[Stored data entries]
********

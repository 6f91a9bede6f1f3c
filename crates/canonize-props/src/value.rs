//! Typed property values and the property set
//!
//! Every container is ordered so that serialization, and therefore the set
//! fingerprint, is bit-identical across runs.

use std::collections::{BTreeMap, BTreeSet};

use canonize_syntax::{ContentHash, HashError, StructureHashes};
use serde::{Deserialize, Serialize};

use crate::error::PropertyError;
use crate::kind::PropertyKind;

/// Branch, loop and call signature
#[derive(Debug, Clone, PartialEq, Eq, Default, Serialize, Deserialize)]
pub struct ControlFlow {
    /// `if` statements, each `elif` counted separately
    pub branches: usize,
    /// `for` and `while` loops
    pub loops: usize,
    /// Deepest compound-statement nesting inside a function
    pub max_nesting: usize,
    /// `return` statements
    pub returns: usize,
    /// Conditional expressions
    pub conditional_expressions: usize,
    /// Comprehensions of any flavour
    pub comprehensions: usize,
    /// Callee names in pre-order; methods as `.name`
    pub calls: Vec<String>,
    /// Printed branch and loop conditions (enhanced mode)
    pub branch_conditions: Option<Vec<String>>,
}

/// Data-dependency graph summary
#[derive(Debug, Clone, PartialEq, Eq, Default, Serialize, Deserialize)]
pub struct DataDependency {
    /// Assigned name to the names its definitions read
    pub edges: BTreeMap<String, BTreeSet<String>>,
    /// Longest dependency chain, in edges
    pub max_chain: usize,
    /// Assignments never read before being overwritten or leaving the function
    pub dead_stores: usize,
}

/// Return, raise and fall-through structure
#[derive(Debug, Clone, PartialEq, Eq, Default, Serialize, Deserialize)]
pub struct ExecutionPaths {
    /// Structural path count, capped
    pub path_count: usize,
    /// `return` statements
    pub return_points: usize,
    /// `raise` statements
    pub raise_points: usize,
    /// Entry function can fall off its end
    pub implicit_return: bool,
    /// Early-exit `if` statements without `else`
    pub guard_clauses: usize,
    /// `if` statements whose body always exits yet carry an `else`
    pub else_after_return: usize,
    /// Exit kinds with nesting depth (enhanced mode)
    pub path_signatures: Option<Vec<String>>,
}

/// Shape of the entry function's signature
#[derive(Debug, Clone, PartialEq, Eq, Default, Serialize, Deserialize)]
pub struct FunctionContracts {
    /// Top-level functions
    pub functions: usize,
    /// Parameters, separators excluded
    pub arity: usize,
    /// Parameters with defaults
    pub defaults: usize,
    /// Has `*args`
    pub var_args: bool,
    /// Has `**kwargs`
    pub var_kwargs: bool,
    /// Any parameter or return annotation
    pub annotated: bool,
    /// Has a docstring
    pub docstring: bool,
    /// Forms of returned expressions
    pub return_forms: BTreeSet<String>,
}

/// Asymptotic class and supporting counts
#[derive(Debug, Clone, PartialEq, Eq, Default, Serialize, Deserialize)]
pub struct Complexity {
    /// Estimated class, e.g. `O(n)`
    pub class: String,
    /// Deepest loop nesting, comprehension clauses included
    pub loop_depth: usize,
    /// Self-calls of the entry function
    pub recursive_calls: usize,
    /// Redundant `list(...)`/`tuple(...)` in iteration position
    pub materializations: usize,
    /// Cyclomatic complexity
    pub cyclomatic: usize,
}

/// Observable effects
#[derive(Debug, Clone, PartialEq, Eq, Default, Serialize, Deserialize)]
pub struct SideEffects {
    /// `print` calls
    pub prints: usize,
    /// File and console I/O calls
    pub io_calls: usize,
    /// In-place container mutation calls
    pub mutating_calls: usize,
    /// Names declared `global` or `nonlocal`
    pub global_writes: usize,
    /// Assignments to attributes
    pub attribute_writes: usize,
    /// Assignments to subscripts
    pub subscript_writes: usize,
    /// `raise` statements
    pub raises: usize,
    /// No effect other than raising
    pub pure: bool,
}

/// Loop and recursion boundedness
#[derive(Debug, Clone, PartialEq, Eq, Default, Serialize, Deserialize)]
pub struct Termination {
    /// `for` loops
    pub bounded_loops: usize,
    /// `while` loops
    pub unbounded_loops: usize,
    /// `while True` loops
    pub while_true_loops: usize,
    /// `break` statements
    pub breaks: usize,
    /// `for i in range(len(xs))` loops
    pub index_iterations: usize,
    /// Entry function calls itself
    pub recursive: bool,
    /// Recursion has a non-recursive exit
    pub base_case_guarded: bool,
    /// No unguarded infinite loop or recursion
    pub always_terminates: bool,
}

/// Operator usage and operand order
#[derive(Debug, Clone, PartialEq, Eq, Default, Serialize, Deserialize)]
pub struct Algebraic {
    /// Operator symbol to occurrence count, augmented assignments included
    pub operators: BTreeMap<String, usize>,
    /// Operand classes of each commutative operation, pre-order
    pub commutative_orders: Vec<String>,
    /// Operations with an identity operand (`x + 0`, `x * 1`, ...)
    pub identity_operations: usize,
}

/// Division, power and casting behavior
#[derive(Debug, Clone, PartialEq, Eq, Default, Serialize, Deserialize)]
pub struct Numerical {
    /// `/`
    pub true_divisions: usize,
    /// `//`
    pub floor_divisions: usize,
    /// `int(a / b)`
    pub truncating_divisions: usize,
    /// `%`
    pub modulos: usize,
    /// `**`
    pub powers: usize,
    /// `x * x`
    pub self_multiplications: usize,
    /// Float literals
    pub float_literals: usize,
    /// `int(...)` calls
    pub int_casts: usize,
    /// `float(...)` calls
    pub float_casts: usize,
    /// `round`, `floor` and `ceil` calls
    pub rounding_calls: usize,
}

/// Boolean and emptiness test forms
#[derive(Debug, Clone, PartialEq, Eq, Default, Serialize, Deserialize)]
pub struct Logical {
    /// `len(x) == 0` and `len(x) != 0` style tests
    pub length_empty_checks: usize,
    /// `not x` on a non-comparison
    pub truthiness_negations: usize,
    /// `x == True` style comparisons
    pub bool_literal_comparisons: usize,
    /// `not (a < b)` style negations
    pub negated_comparisons: usize,
    /// `and` / `or` operators
    pub boolean_operators: usize,
    /// Printed conditions (enhanced mode)
    pub normalized_conditions: Option<Vec<String>>,
}

/// Branching arity of a recursive construct
#[derive(Debug, Clone, Copy, PartialEq, Eq, Default, Serialize, Deserialize)]
#[serde(rename_all = "snake_case")]
pub enum RecursionBranching {
    /// Not recursive
    #[default]
    None,
    /// One self-call per step
    Linear,
    /// Two self-calls per step
    Binary,
    /// Three or more
    MultiWay,
}

impl RecursionBranching {
    /// Classify the maximum number of self-calls in one statement
    #[must_use]
    pub const fn from_calls(calls: usize) -> Self {
        match calls {
            0 => Self::None,
            1 => Self::Linear,
            2 => Self::Binary,
            _ => Self::MultiWay,
        }
    }
}

/// Self-reference shape of the entry function
#[derive(Debug, Clone, PartialEq, Eq, Default, Serialize, Deserialize)]
pub struct RecursionSchema {
    /// Calls itself
    pub is_recursive: bool,
    /// Branching arity
    pub branching: RecursionBranching,
    /// Returns without a self-call
    pub base_cases: usize,
    /// Self-call sites
    pub recursive_calls: usize,
    /// Splits its input (slicing or halving) across several self-calls
    pub divide_and_conquer: bool,
}

/// A value of one property kind
#[derive(Debug, Clone, PartialEq, Eq, Serialize, Deserialize)]
#[serde(tag = "kind", content = "value", rename_all = "snake_case")]
#[allow(missing_docs)]
pub enum PropertyValue {
    ControlFlow(ControlFlow),
    DataDependency(DataDependency),
    ExecutionPaths(ExecutionPaths),
    FunctionContracts(FunctionContracts),
    Complexity(Complexity),
    SideEffects(SideEffects),
    Termination(Termination),
    AlgebraicStructure(Algebraic),
    NumericalBehavior(Numerical),
    LogicalEquivalence(Logical),
    NormalizedStructure(StructureHashes),
    OperatorPrecedence(Vec<String>),
    StatementOrdering(Vec<String>),
    RecursionSchema(RecursionSchema),
}

impl PropertyValue {
    /// Kind this value belongs to
    #[must_use]
    pub const fn kind(&self) -> PropertyKind {
        match self {
            Self::ControlFlow(_) => PropertyKind::ControlFlow,
            Self::DataDependency(_) => PropertyKind::DataDependency,
            Self::ExecutionPaths(_) => PropertyKind::ExecutionPaths,
            Self::FunctionContracts(_) => PropertyKind::FunctionContracts,
            Self::Complexity(_) => PropertyKind::Complexity,
            Self::SideEffects(_) => PropertyKind::SideEffects,
            Self::Termination(_) => PropertyKind::Termination,
            Self::AlgebraicStructure(_) => PropertyKind::AlgebraicStructure,
            Self::NumericalBehavior(_) => PropertyKind::NumericalBehavior,
            Self::LogicalEquivalence(_) => PropertyKind::LogicalEquivalence,
            Self::NormalizedStructure(_) => PropertyKind::NormalizedStructure,
            Self::OperatorPrecedence(_) => PropertyKind::OperatorPrecedence,
            Self::StatementOrdering(_) => PropertyKind::StatementOrdering,
            Self::RecursionSchema(_) => PropertyKind::RecursionSchema,
        }
    }

    /// Token sequence of sequence-shaped kinds
    #[must_use]
    pub fn as_sequence(&self) -> Option<&[String]> {
        match self {
            Self::OperatorPrecedence(seq) | Self::StatementOrdering(seq) => Some(seq),
            _ => None,
        }
    }

    /// Record payload as JSON, for key-wise comparison and reporting
    #[must_use]
    pub fn to_json(&self) -> serde_json::Value {
        let payload = match self {
            Self::ControlFlow(v) => serde_json::to_value(v),
            Self::DataDependency(v) => serde_json::to_value(v),
            Self::ExecutionPaths(v) => serde_json::to_value(v),
            Self::FunctionContracts(v) => serde_json::to_value(v),
            Self::Complexity(v) => serde_json::to_value(v),
            Self::SideEffects(v) => serde_json::to_value(v),
            Self::Termination(v) => serde_json::to_value(v),
            Self::AlgebraicStructure(v) => serde_json::to_value(v),
            Self::NumericalBehavior(v) => serde_json::to_value(v),
            Self::LogicalEquivalence(v) => serde_json::to_value(v),
            Self::NormalizedStructure(v) => serde_json::to_value(v),
            Self::OperatorPrecedence(v) | Self::StatementOrdering(v) => serde_json::to_value(v),
            Self::RecursionSchema(v) => serde_json::to_value(v),
        };
        payload.unwrap_or(serde_json::Value::Null)
    }
}

/// Property values keyed by kind; a missing kind is null
#[derive(Debug, Clone, PartialEq, Eq, Default, Serialize, Deserialize)]
#[serde(
    try_from = "BTreeMap<PropertyKind, PropertyValue>",
    into = "BTreeMap<PropertyKind, PropertyValue>"
)]
pub struct PropertySet {
    values: BTreeMap<PropertyKind, PropertyValue>,
}

impl PropertySet {
    /// The null-filled set produced for unparsable source
    #[inline]
    #[must_use]
    pub fn null() -> Self {
        Self::default()
    }

    /// Store a value under its own kind, returning the previous one
    pub fn insert(&mut self, value: PropertyValue) -> Option<PropertyValue> {
        self.values.insert(value.kind(), value)
    }

    /// Value of `kind`, `None` when null
    #[inline]
    #[must_use]
    pub fn get(&self, kind: PropertyKind) -> Option<&PropertyValue> {
        self.values.get(&kind)
    }

    /// Every slot is null
    #[inline]
    #[must_use]
    pub fn is_null(&self) -> bool {
        self.values.is_empty()
    }

    /// Every kind is populated
    #[inline]
    #[must_use]
    pub fn is_complete(&self) -> bool {
        self.values.len() == PropertyKind::COUNT
    }

    /// Number of populated kinds
    #[inline]
    #[must_use]
    pub fn len(&self) -> usize {
        self.values.len()
    }

    /// Whether no kind is populated
    #[inline]
    #[must_use]
    pub fn is_empty(&self) -> bool {
        self.values.is_empty()
    }

    /// Populated values in kind order
    pub fn iter(&self) -> impl Iterator<Item = (PropertyKind, &PropertyValue)> {
        self.values.iter().map(|(kind, value)| (*kind, value))
    }

    /// Blake3 fingerprint of the canonical serialization
    ///
    /// # Errors
    /// Returns error if serialization fails
    pub fn fingerprint(&self) -> Result<ContentHash, HashError> {
        ContentHash::compute_serializable(&self.values)
    }
}

impl FromIterator<PropertyValue> for PropertySet {
    fn from_iter<I: IntoIterator<Item = PropertyValue>>(iter: I) -> Self {
        let mut set = Self::default();
        for value in iter {
            set.insert(value);
        }
        set
    }
}

impl TryFrom<BTreeMap<PropertyKind, PropertyValue>> for PropertySet {
    type Error = PropertyError;

    fn try_from(values: BTreeMap<PropertyKind, PropertyValue>) -> Result<Self, Self::Error> {
        for (expected, value) in &values {
            if value.kind() != *expected {
                return Err(PropertyError::KindMismatch {
                    expected: *expected,
                    actual: value.kind(),
                });
            }
        }
        Ok(Self { values })
    }
}

impl From<PropertySet> for BTreeMap<PropertyKind, PropertyValue> {
    fn from(set: PropertySet) -> Self {
        set.values
    }
}

#[cfg(test)]
mod tests {
    use super::*;

    #[test]
    fn values_are_keyed_by_their_kind() {
        let mut set = PropertySet::null();
        assert!(set.is_null());
        set.insert(PropertyValue::StatementOrdering(vec!["0:def".into()]));
        assert_eq!(set.len(), 1);
        assert!(set.get(PropertyKind::StatementOrdering).is_some());
        assert!(set.get(PropertyKind::ControlFlow).is_none());
    }

    #[test]
    fn deserialization_rejects_mismatched_slot() {
        let json = r#"{"control_flow": {"kind": "statement_ordering", "value": []}}"#;
        let err = serde_json::from_str::<PropertySet>(json).unwrap_err();
        assert!(err.to_string().contains("stored under"));
    }

    #[test]
    fn deserialization_rejects_unknown_kind() {
        let json = r#"{"cache_locality": {"kind": "cache_locality", "value": 1}}"#;
        assert!(serde_json::from_str::<PropertySet>(json).is_err());
    }

    #[test]
    fn serialization_round_trips() {
        let set: PropertySet = [
            PropertyValue::RecursionSchema(RecursionSchema {
                is_recursive: true,
                branching: RecursionBranching::Binary,
                base_cases: 1,
                recursive_calls: 2,
                divide_and_conquer: true,
            }),
            PropertyValue::OperatorPrecedence(vec!["(* _ _)".into()]),
        ]
        .into_iter()
        .collect();
        let json = serde_json::to_string(&set).unwrap();
        let back: PropertySet = serde_json::from_str(&json).unwrap();
        assert_eq!(back, set);
        assert_eq!(back.fingerprint().unwrap(), set.fingerprint().unwrap());
    }

    #[test]
    fn branching_classification() {
        assert_eq!(RecursionBranching::from_calls(0), RecursionBranching::None);
        assert_eq!(RecursionBranching::from_calls(1), RecursionBranching::Linear);
        assert_eq!(RecursionBranching::from_calls(2), RecursionBranching::Binary);
        assert_eq!(RecursionBranching::from_calls(7), RecursionBranching::MultiWay);
    }
}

********

_Exercise details_
Filter the lines above, keeping each one that contains the string "Every".

_Output for this exercise_
//! Every container is ordered so that serialization, and therefore the set
    /// Every slot is null
    /// Every kind is populated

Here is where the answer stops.